Based on the feedback received from union members and other supporters our summary position at the present time is as follows:

  1. The unions support in principle the Scottish Government’s attempts to address the issues raised by climate change, and recognise the need for the FC as manager of the National Forest Estate and a leader within the industry to do what it can to support the Scottish Government’s agenda on this (and other)
  2. We broadly support the need to maximise the National Forest Estate’s contribution to this agenda; particularly through greater partnership working, through the sustainable sequestration of additional carbon, through the expansion of renewable energy programmes and through support for promoting sustainable local communities.
  3. We are however very skeptical of the plans to release capital through the leasing of management and cutting rights on the National Forest Estate to foreign investment companies.

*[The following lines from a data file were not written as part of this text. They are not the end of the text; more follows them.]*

//! Common test utilities and fixtures shared by the integration tests.

use std::collections::HashMap;

use formfold::{SchemaError, SchemaRegistry};
use serde_json::Value;

/// Registry pre-loaded with the built-in application schemas.
pub fn catalog_registry() -> Result<SchemaRegistry, SchemaError> {
    let _ = env_logger::builder().is_test(true).try_init();
    SchemaRegistry::with_catalog()
}

/// Builds a raw field mapping from (name, value) pairs.
pub fn raw_fields(pairs: &[(&str, Value)]) -> HashMap<String, Value> {
    pairs
        .iter()
        .map(|(name, value)| (name.to_string(), value.clone()))
        .collect()
}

We are concerned at the lack of a viable business model to underpin the proposals.
  4. We are strongly opposed to any plans that will result in a loss of good quality Scottish jobs including the TUPE transfer of Scottish jobs to foreign-owned private management companies. Despite suggestions that the proposal to lease management rights over the National Forest Estate may create jobs; in the absence of any viable business case to underpin these suggestions it is our belief that the proposals could result in the loss of several hundred good quality jobs in some of Scotland’s remotest rural areas in the forestry, timber processing, recreation and tourism sectors.
  5. The FCTU will be responding to the proposals both through a direct submission to the consultation paper and through engagement with MSPs and other key stakeholders. We have already begun to engage directly with MSPs and will continue this process over the coming weeks.
  6. We encourage everyone to engage with the consultation process; to respond directly to the consultation and to raise their concerns directly with their constituency MSPs and local councilors.